**TASK DESCRIPTION**: Copy the records out again in full, keeping them identical.

**INPUT FOR THIS TASK**:
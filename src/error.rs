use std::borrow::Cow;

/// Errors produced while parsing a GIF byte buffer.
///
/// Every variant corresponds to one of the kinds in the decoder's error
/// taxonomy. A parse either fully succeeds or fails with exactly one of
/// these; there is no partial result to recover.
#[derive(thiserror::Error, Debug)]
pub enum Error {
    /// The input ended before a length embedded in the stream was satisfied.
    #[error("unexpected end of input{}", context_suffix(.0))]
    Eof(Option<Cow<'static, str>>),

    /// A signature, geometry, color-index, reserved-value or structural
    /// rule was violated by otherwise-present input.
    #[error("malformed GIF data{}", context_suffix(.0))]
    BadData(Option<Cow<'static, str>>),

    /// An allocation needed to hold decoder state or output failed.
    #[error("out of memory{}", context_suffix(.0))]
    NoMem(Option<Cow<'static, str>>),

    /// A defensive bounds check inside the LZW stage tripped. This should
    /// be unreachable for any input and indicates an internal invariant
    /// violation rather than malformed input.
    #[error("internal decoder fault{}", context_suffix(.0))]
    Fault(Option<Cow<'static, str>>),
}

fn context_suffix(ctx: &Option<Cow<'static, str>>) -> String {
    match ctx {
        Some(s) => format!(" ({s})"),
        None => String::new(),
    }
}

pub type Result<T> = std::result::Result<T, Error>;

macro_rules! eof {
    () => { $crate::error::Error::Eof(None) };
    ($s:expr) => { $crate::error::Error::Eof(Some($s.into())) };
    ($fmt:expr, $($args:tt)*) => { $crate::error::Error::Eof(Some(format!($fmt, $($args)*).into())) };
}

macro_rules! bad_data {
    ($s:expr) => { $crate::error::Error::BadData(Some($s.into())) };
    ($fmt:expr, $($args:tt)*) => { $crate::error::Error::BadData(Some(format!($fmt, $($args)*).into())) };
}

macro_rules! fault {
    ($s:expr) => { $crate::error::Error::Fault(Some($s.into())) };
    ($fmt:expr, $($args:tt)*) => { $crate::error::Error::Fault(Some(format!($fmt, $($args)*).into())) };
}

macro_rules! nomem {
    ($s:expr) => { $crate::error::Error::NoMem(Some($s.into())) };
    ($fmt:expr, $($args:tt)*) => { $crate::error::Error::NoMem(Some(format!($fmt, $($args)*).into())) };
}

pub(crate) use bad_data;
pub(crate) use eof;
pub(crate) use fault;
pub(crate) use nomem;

**EXERCISE SOLUTION**:
filename src/error.rs
use std::borrow::Cow;

/// Errors produced while parsing a GIF byte buffer.
///
/// Every variant corresponds to one of the kinds in the decoder's error
/// taxonomy. A parse either fully succeeds or fails with exactly one of
/// these; there is no partial result to recover.
#[derive(thiserror::Error, Debug)]
pub enum Error {
    /// The input ended before a length embedded in the stream was satisfied.
    #[error("unexpected end of input{}", context_suffix(.0))]
    Eof(Option<Cow<'static, str>>),

    /// A signature, geometry, color-index, reserved-value or structural
    /// rule was violated by otherwise-present input.
    #[error("malformed GIF data{}", context_suffix(.0))]
    BadData(Option<Cow<'static, str>>),

    /// An allocation needed to hold decoder state or output failed.
    #[error("out of memory{}", context_suffix(.0))]
    NoMem(Option<Cow<'static, str>>),

    /// A defensive bounds check inside the LZW stage tripped. This should
    /// be unreachable for any input and indicates an internal invariant
    /// violation rather than malformed input.
    #[error("internal decoder fault{}", context_suffix(.0))]
    Fault(Option<Cow<'static, str>>),
}

fn context_suffix(ctx: &Option<Cow<'static, str>>) -> String {
    match ctx {
        Some(s) => format!(" ({s})"),
        None => String::new(),
    }
}

pub type Result<T> = std::result::Result<T, Error>;

macro_rules! eof {
    () => { $crate::error::Error::Eof(None) };
    ($s:expr) => { $crate::error::Error::Eof(Some($s.into())) };
    ($fmt:expr, $($args:tt)*) => { $crate::error::Error::Eof(Some(format!($fmt, $($args)*).into())) };
}

macro_rules! bad_data {
    ($s:expr) => { $crate::error::Error::BadData(Some($s.into())) };
    ($fmt:expr, $($args:tt)*) => { $crate::error::Error::BadData(Some(format!($fmt, $($args)*).into())) };
}

macro_rules! fault {
    ($s:expr) => { $crate::error::Error::Fault(Some($s.into())) };
    ($fmt:expr, $($args:tt)*) => { $crate::error::Error::Fault(Some(format!($fmt, $($args)*).into())) };
}

macro_rules! nomem {
    ($s:expr) => { $crate::error::Error::NoMem(Some($s.into())) };
    ($fmt:expr, $($args:tt)*) => { $crate::error::Error::NoMem(Some(format!($fmt, $($args)*).into())) };
}

pub(crate) use bad_data;
pub(crate) use eof;
pub(crate) use fault;
pub(crate) use nomem;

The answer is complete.